Uhhhh. Dawno nie byłam już AŻ tak zirytowana czytając jakąś książkę! Ale jest to "pozytywne" zirytowanie, pokazujące tylko z jak dobrą autorką mamy do czynienia.
Akcja książki zaczyna się 'mocnym uderzeniem' i to dosłownie. Bo "Rodowy" zaczyna się od wątku ataku Mortefilis na dwór Raphaela. Rebecca przygotowuje plan obrony i jakimś sposobem kończy walcząc u boku głów klanów Directum, którzy przyjechali jej pomóc. Oczywiście jak później się dowiadujemy, ta pomoc miała ukryte drugie dno. Następnie okazuje się, że Raphael został nowym wampirzym królem, przez co Rebecca, w związku z 'konfliktem interesów', jest zmuszona zakończyć ich związek, ale oczywiście to nie jest takie łatwe... - i właśnie tu zaczyna się moja frustracja. Raphael z tych scen jest takim chamem, że aż brak mi słów! Kolejną połowę książki czytałam dąsając się na autorkę, że tak mi obrzydziła mojego ulubieńca!
Pani O'Donnel co jakiś czas rzuca smakowite kąski, w postaci szerszych informacji o głównych bohaterach i w tej części padło na Aligarha, co mnie ucieszyło - bo mam wrażenie, że te książki mają coraz więcej tajemnic niż odpowiedzi. Wątek Leo również jest coraz bardziej rozwijany i teraz zastanawiam się ile ta seria będzie miała części, bo mam wrażenie, że będzie potrzebne co najmniej drugie tyle żeby wyjaśnić wszystkie kwestie.
To co tutaj opisałam to tylko ułamek tego co się działo w tej książce. Jestem pod wrażeniem jak autorce udało się, w tak cienkiej lekturze, poruszyć tyle wątków?!

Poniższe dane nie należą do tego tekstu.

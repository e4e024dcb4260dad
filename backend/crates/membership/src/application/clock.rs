//! Time source
//!
//! Every timestamp the core writes or compares comes from a [`Clock`].

use chrono::{DateTime, TimeDelta, Utc};
use parking_lot::Mutex;

pub trait Clock: Send + Sync {
    fn now(&self) -> DateTime<Utc>;
}

/// Wall clock
#[derive(Debug, Clone, Copy, Default)]
pub struct SystemClock;

impl Clock for SystemClock {
    fn now(&self) -> DateTime<Utc> {
        Utc::now()
    }
}

/// Clock that only moves when told to
#[derive(Debug)]
pub struct ManualClock {
    now: Mutex<DateTime<Utc>>,
}

impl ManualClock {
    pub fn new(start: DateTime<Utc>) -> Self {
        Self {
            now: Mutex::new(start),
        }
    }

    pub fn set(&self, at: DateTime<Utc>) {
        *self.now.lock() = at;
    }

    pub fn advance(&self, by: TimeDelta) {
        let mut now = self.now.lock();
        *now += by;
    }
}

impl Clock for ManualClock {
    fn now(&self) -> DateTime<Utc> {
        *self.now.lock()
    }
}
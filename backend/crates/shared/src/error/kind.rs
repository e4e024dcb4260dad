//! Error Kind - classification of failures
//!
//! Every crate-specific error maps onto one [`ErrorKind`]. The kind decides
//! the HTTP status and whether the condition is the caller's to fix.

use serde::Serialize;

/// Error classification shared across the workspace
///
/// ## Examples
/// ```rust
/// use kernel::error::kind::ErrorKind;
///
/// let kind = ErrorKind::Conflict;
/// assert_eq!(kind.status_code(), 409);
/// assert!(kind.is_user_correctable());
/// ```
#[derive(Debug, Clone, Copy, PartialEq, Eq, Serialize)]
#[serde(rename_all = "SCREAMING_SNAKE_CASE")]
#[non_exhaustive]
pub enum ErrorKind {
    /// 400 - malformed email, secret or id
    Validation,
    /// 401 - not logged in (includes revoked or replayed tokens)
    Unauthorized,
    /// 403 - authenticated but not allowed (e.g. awaiting approval)
    Forbidden,
    /// 404 - identity, session or remember entry absent
    NotFound,
    /// 409 - duplicate identity or a lost concurrent update
    Conflict,
    /// 500 - bug or broken invariant
    Internal,
    /// 503 - store timeout or connection failure
    Unavailable,
}

impl ErrorKind {
    /// HTTP status code for this kind
    #[inline]
    pub const fn status_code(&self) -> u16 {
        match self {
            ErrorKind::Validation => 400,
            ErrorKind::Unauthorized => 401,
            ErrorKind::Forbidden => 403,
            ErrorKind::NotFound => 404,
            ErrorKind::Conflict => 409,
            ErrorKind::Internal => 500,
            ErrorKind::Unavailable => 503,
        }
    }

    /// Reason phrase used as the problem title
    #[inline]
    pub const fn as_str(&self) -> &'static str {
        match self {
            ErrorKind::Validation => "Bad Request",
            ErrorKind::Unauthorized => "Unauthorized",
            ErrorKind::Forbidden => "Forbidden",
            ErrorKind::NotFound => "Not Found",
            ErrorKind::Conflict => "Conflict",
            ErrorKind::Internal => "Internal Server Error",
            ErrorKind::Unavailable => "Service Unavailable",
        }
    }

    /// Transient failures worth retrying later
    #[inline]
    pub const fn is_transient(&self) -> bool {
        matches!(self, ErrorKind::Unavailable)
    }

    /// Conditions whose message is shown to the user verbatim
    #[inline]
    pub const fn is_user_correctable(&self) -> bool {
        matches!(self, ErrorKind::Validation | ErrorKind::Conflict)
    }

    /// 5xx kinds; these are logged at error level
    #[inline]
    pub const fn is_server_error(&self) -> bool {
        self.status_code() >= 500
    }
}

impl std::fmt::Display for ErrorKind {
    fn fmt(&self, f: &mut std::fmt::Formatter<'_>) -> std::fmt::Result {
        write!(f, "{}", self.as_str())
    }
}
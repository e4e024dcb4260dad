//! Time-bounded store calls

use std::future::Future;
use std::time::Duration;

use crate::error::{MembershipError, MembershipResult};

/// Run a store operation under `limit`; elapsed becomes `Unavailable`
pub(crate) async fn bounded<T, F>(limit: Duration, operation: &'static str, call: F) -> MembershipResult<T>
where
    F: Future<Output = MembershipResult<T>>,
{
    match tokio::time::timeout(limit, call).await {
        Ok(result) => result,
        Err(_) => {
            tracing::warn!(operation, timeout_ms = limit.as_millis() as u64, "Store call timed out");
            Err(MembershipError::Unavailable { operation })
        }
    }
}

#[cfg(test)]
mod tests {
    use super::*;

    #[tokio::test]
    async fn test_elapsed_is_unavailable() {
        let result: MembershipResult<()> = bounded(Duration::from_millis(10), "find_session", async {
            tokio::time::sleep(Duration::from_secs(5)).await;
            Ok(())
        })
        .await;
        assert!(matches!(
            result,
            Err(MembershipError::Unavailable { operation: "find_session" })
        ));
    }

    #[tokio::test]
    async fn test_inner_result_passes_through() {
        let ok: MembershipResult<u8> = bounded(Duration::from_secs(1), "x", async { Ok(7) }).await;
        assert_eq!(ok.unwrap(), 7);

        let err: MembershipResult<u8> =
            bounded(Duration::from_secs(1), "x", async { Err(MembershipError::InvalidId) }).await;
        assert!(matches!(err, Err(MembershipError::InvalidId)));
    }
}
//! Infrastructure Layer
//!
//! Store implementations of the repository traits.

pub mod memory;
pub mod postgres;

pub use memory::MemoryStore;
pub use postgres::PgMembershipStore;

A teraz pędzę, czytać kolejną część, bo zakończenie "Rodowego" było równie mocne jak początek!
Informacje dodatkowe o Rodowy:
Wydawnictwo: inne
Data wydania: 2013-02-15
Kategoria: Fantasy/SF
ISBN:
2290041874
Liczba stron: 448
Tytuł oryginału: Ancestral
Język oryginału: francuski
Dodał/a opinię:
Flusz
Sprawdzam ceny dla ciebie ...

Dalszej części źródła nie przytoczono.